Last Prey Lille ! Le hardcore ! En l'espace d'un an j'ai eu le grand plaisir d'avoir deux coups de cœur pour les groupes 8vision et Last Prey, tous deux issus de cette belle ville du Nord. Bien que la scène metal hardcore soit l'une de mes favorites je n'ai appris l'existence de Last Prey qu'il y a dix jours, comment est-ce possible ? Née à Lille et toujours attentive aux nouvelles perles du hardcore, j'étais superbement passée à côté. Quel choc à la découverte de leur myspace, il était temps qu'on me remette sur les rails en me pointant du doigt ce petit enragé. C'est chose faite !
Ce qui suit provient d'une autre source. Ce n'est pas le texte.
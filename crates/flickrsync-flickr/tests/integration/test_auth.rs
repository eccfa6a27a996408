//! Integration tests for the OAuth authorization flow and token check

use flickrsync_flickr::auth::{check_login, AuthorizationFlow};
use flickrsync_flickr::ConsumerCredentials;
use wiremock::matchers::{method, path, query_param};
use wiremock::{Mock, MockServer, ResponseTemplate};

use crate::common;

fn flow_for(server: &MockServer) -> AuthorizationFlow {
    AuthorizationFlow::with_base_url(
        ConsumerCredentials::new("test-key", "test-secret"),
        format!("{}/services/oauth", server.uri()),
    )
}

async fn mount_request_token(server: &MockServer) {
    Mock::given(method("GET"))
        .and(path("/services/oauth/request_token"))
        .and(query_param("oauth_callback", "oob"))
        .and(query_param("oauth_consumer_key", "test-key"))
        .respond_with(ResponseTemplate::new(200).set_body_string(
            "oauth_callback_confirmed=true&oauth_token=req-tok&oauth_token_secret=req-sec",
        ))
        .expect(1)
        .mount(server)
        .await;
}

#[tokio::test]
async fn test_full_authorization_flow() {
    let server = MockServer::start().await;
    mount_request_token(&server).await;

    Mock::given(method("GET"))
        .and(path("/services/oauth/access_token"))
        .and(query_param("oauth_token", "req-tok"))
        .and(query_param("oauth_verifier", "123-456-789"))
        .respond_with(ResponseTemplate::new(200).set_body_string(
            "fullname=Jane%20Doe&oauth_token=acc-tok&oauth_token_secret=acc-sec&user_nsid=12345%40N01&username=jane",
        ))
        .expect(1)
        .mount(&server)
        .await;

    let flow = flow_for(&server);
    let pending = flow.start().await.unwrap();
    assert_eq!(pending.request_token.token, "req-tok");
    assert_eq!(pending.request_token.token_secret, "req-sec");
    assert!(pending
        .authorize_url
        .starts_with(&format!("{}/services/oauth/authorize?", server.uri())));
    assert!(pending.authorize_url.contains("oauth_token=req-tok"));
    assert!(pending.authorize_url.contains("perms=delete"));

    let account = flow.complete(&pending, " 123-456-789\n").await.unwrap();
    assert_eq!(account.token.token, "acc-tok");
    assert_eq!(account.token.token_secret, "acc-sec");
    assert_eq!(account.user_nsid.as_deref(), Some("12345@N01"));
    assert_eq!(account.username.as_deref(), Some("jane"));
}

#[tokio::test]
async fn test_rejected_verifier_fails() {
    let server = MockServer::start().await;
    mount_request_token(&server).await;

    Mock::given(method("GET"))
        .and(path("/services/oauth/access_token"))
        .respond_with(
            ResponseTemplate::new(401).set_body_string("oauth_problem=token_rejected"),
        )
        .mount(&server)
        .await;

    let flow = flow_for(&server);
    let pending = flow.start().await.unwrap();
    let err = flow.complete(&pending, "000-000-000").await.unwrap_err();
    assert!(err.to_string().contains("401"));
}

#[tokio::test]
async fn test_empty_verifier_makes_no_request() {
    let server = MockServer::start().await;
    mount_request_token(&server).await;

    Mock::given(method("GET"))
        .and(path("/services/oauth/access_token"))
        .respond_with(ResponseTemplate::new(200))
        .expect(0)
        .mount(&server)
        .await;

    let flow = flow_for(&server);
    let pending = flow.start().await.unwrap();
    assert!(flow.complete(&pending, "   ").await.is_err());
}

#[tokio::test]
async fn test_check_login_reports_user() {
    let server = MockServer::start().await;
    common::mount_rest(
        &server,
        "flickr.test.login",
        serde_json::json!({
            "user": {"id": "12345@N01", "username": {"_content": "jane"}},
            "stat": "ok"
        }),
    )
    .await;

    let user = check_login(&common::client_for(&server)).await.unwrap();
    assert_eq!(user.id, "12345@N01");
    assert_eq!(user.username, "jane");
}

#[tokio::test]
async fn test_check_login_with_revoked_token_fails() {
    let server = MockServer::start().await;
    common::mount_rest(
        &server,
        "flickr.test.login",
        serde_json::json!({"stat": "fail", "code": 98, "message": "Invalid auth token"}),
    )
    .await;

    assert!(check_login(&common::client_for(&server)).await.is_err());
}
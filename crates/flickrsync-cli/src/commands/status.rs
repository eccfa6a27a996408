//! Status command - Display what is recorded and what is pending
//!
//! Provides the `flickrsync status` CLI command which:
//! 1. Shows how many photos and albums the record store holds
//! 2. Scans the library and shows how many photos a sync would upload or delete
//! 3. Shows recorded photos that are still missing their album
//!
//! Nothing is sent to Flickr.

use anyhow::{Context, Result};
use clap::Args;
use tracing::info;

use flickrsync_cache::{DatabasePool, SqliteRecordStore};
use flickrsync_core::ports::{ILocalFileIndex, IRecordStore};
use flickrsync_sync::{reconcile, PhotoIndex, WorkPlan};

use super::CliContext;
use crate::output::plural;

#[derive(Debug, Args)]
pub struct StatusCommand {
    /// List the pending paths and photo ids, not just counts
    #[arg(long)]
    pub list: bool,
}

/// Snapshot of the record store next to the current library
#[derive(Debug)]
struct StatusSnapshot {
    photos: u64,
    albums: u64,
    without_album: Vec<String>,
    plan: WorkPlan,
}

impl StatusCommand {
    pub async fn execute(&self, ctx: &CliContext) -> Result<()> {
        let formatter = ctx.formatter();
        let config = ctx.load_valid_config()?;

        if !config.database.path.exists() {
            formatter.error("No database found. Run 'flickrsync auth login' and 'flickrsync sync' first.");
            return Ok(());
        }

        let pool = DatabasePool::new(&config.database.path)
            .await
            .context("Failed to open database")?;
        let store = SqliteRecordStore::new(pool.pool().clone());
        let index = PhotoIndex::from_config(&config.sync);

        let snapshot = collect(&index, &store).await;
        pool.close().await;
        let snapshot = snapshot?;

        info!(
            photos = snapshot.photos,
            albums = snapshot.albums,
            to_upload = snapshot.plan.to_upload.len(),
            to_delete = snapshot.plan.to_delete.len(),
            "Collected status"
        );

        if ctx.is_json() {
            let mut json = serde_json::json!({
                "root": index.root().display().to_string(),
                "recorded_photos": snapshot.photos,
                "recorded_albums": snapshot.albums,
                "pending_upload": snapshot.plan.to_upload.len(),
                "pending_delete": snapshot.plan.to_delete.len(),
                "without_album": snapshot.without_album.len(),
            });
            if self.list {
                json["to_upload"] = serde_json::json!(snapshot
                    .plan
                    .to_upload
                    .iter()
                    .map(|p| p.as_str())
                    .collect::<Vec<_>>());
                json["to_delete"] = serde_json::json!(snapshot
                    .plan
                    .to_delete
                    .iter()
                    .map(|id| id.as_str())
                    .collect::<Vec<_>>());
                json["without_album_paths"] = serde_json::json!(snapshot.without_album);
            }
            formatter.print_json(&json);
            return Ok(());
        }

        formatter.success(&format!("Library: {}", index.root().display()));
        formatter.info(&format!("Recorded:       {}", plural(snapshot.photos as usize, "photo")));
        formatter.info(&format!("Albums:         {}", plural(snapshot.albums as usize, "album")));
        formatter.info(&format!("To upload:      {}", snapshot.plan.to_upload.len()));
        formatter.info(&format!("To delete:      {}", snapshot.plan.to_delete.len()));
        formatter.info(&format!("Missing album:  {}", snapshot.without_album.len()));

        if self.list {
            for path in &snapshot.plan.to_upload {
                formatter.info(&format!("+ {path}"));
            }
            for photo_id in &snapshot.plan.to_delete {
                formatter.info(&format!("- {photo_id}"));
            }
            for path in &snapshot.without_album {
                formatter.info(&format!("? {path}"));
            }
        }

        if snapshot.plan.is_empty() && snapshot.without_album.is_empty() {
            formatter.info("Up to date");
        } else {
            formatter.info("Run 'flickrsync sync' to apply pending changes");
        }

        Ok(())
    }
}

async fn collect(index: &dyn ILocalFileIndex, store: &dyn IRecordStore) -> Result<StatusSnapshot> {
    let local = index
        .enumerate()
        .await
        .with_context(|| format!("Failed to scan {}", index.root().display()))?;
    let recorded = store
        .list_photos()
        .await
        .context("Failed to read recorded photos")?;
    let without_album = store
        .list_photos_without_album()
        .await
        .context("Failed to read photos without album")?
        .into_iter()
        .map(|record| record.path.to_string())
        .collect();

    Ok(StatusSnapshot {
        photos: store.count_photos().await?,
        albums: store.count_albums().await?,
        without_album,
        plan: reconcile(&local, &recorded),
    })
}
Avec son chant mutant et son flow limpide, le hardcore de Last Prey nous dévoile un groove ardent et une rythmique impressionnante en tous points. Nos cinq lillois ont sorti ce premier EP éponyme en avril 2009 et sont à mes yeux les détenteurs d'un potentiel monstrueux. Au même titre que Parkway Drive, Split, Black Bomb A et Disphoria, le groupe a sa place réservée sur la sélection permanente de mes étagères. Aux commandes de cette dérouillée prometteuse on découvre la polyvalence du chant de Maxx, la scansion death et véloce de M-J (batterie), ainsi que le jeu vif et accéléré de Tony, Sam (guitares) et Rémy (basse). Le headbanging se déclenche tout naturellement à l'écoute des rythmiques funk/hardcore de batterie et de basse, celles-ci donnant au groupe un style bien à lui. "Lonely", le premier morceau de l'EP nous dévoile une courte introduction instrumentale qui contraste violemment avec la suite. Le morceau qui dure 5 minutes 40 pose également quelques arpèges délicats au sein de la tourmente et apportent un contraste sublime avec la rage déployée par la suite. Le chant saturé de Maxx est en symbiose avec les instruments, non pas monotone mais polyvalente. Sur "Human § moroid", il semble en pleine répétition avec Cradle of Filth, ce qui n'est pas pour me déplaire. Tour à tour saturé puis rappé le chant se fait juste et puissant, un vrai régal. Sur Prison le tempo me rappelle à nouveau Rage Against The Machine avec une cadence death en complément. Avec "Split" le phrasé rap se charge des premières présentations puis laisse à la batterie et la basse le soin de nous offrir du hardcore cadencé par un tempo violent mais habilement structuré. Le headbanging s'invite à nouveau motivé par le Split ! Split ! Split !" que Maxx nous hurle. Impressionnant d'un bout à l'autre, cet EP est à mettre dans les oreilles des coreux de votre entourage.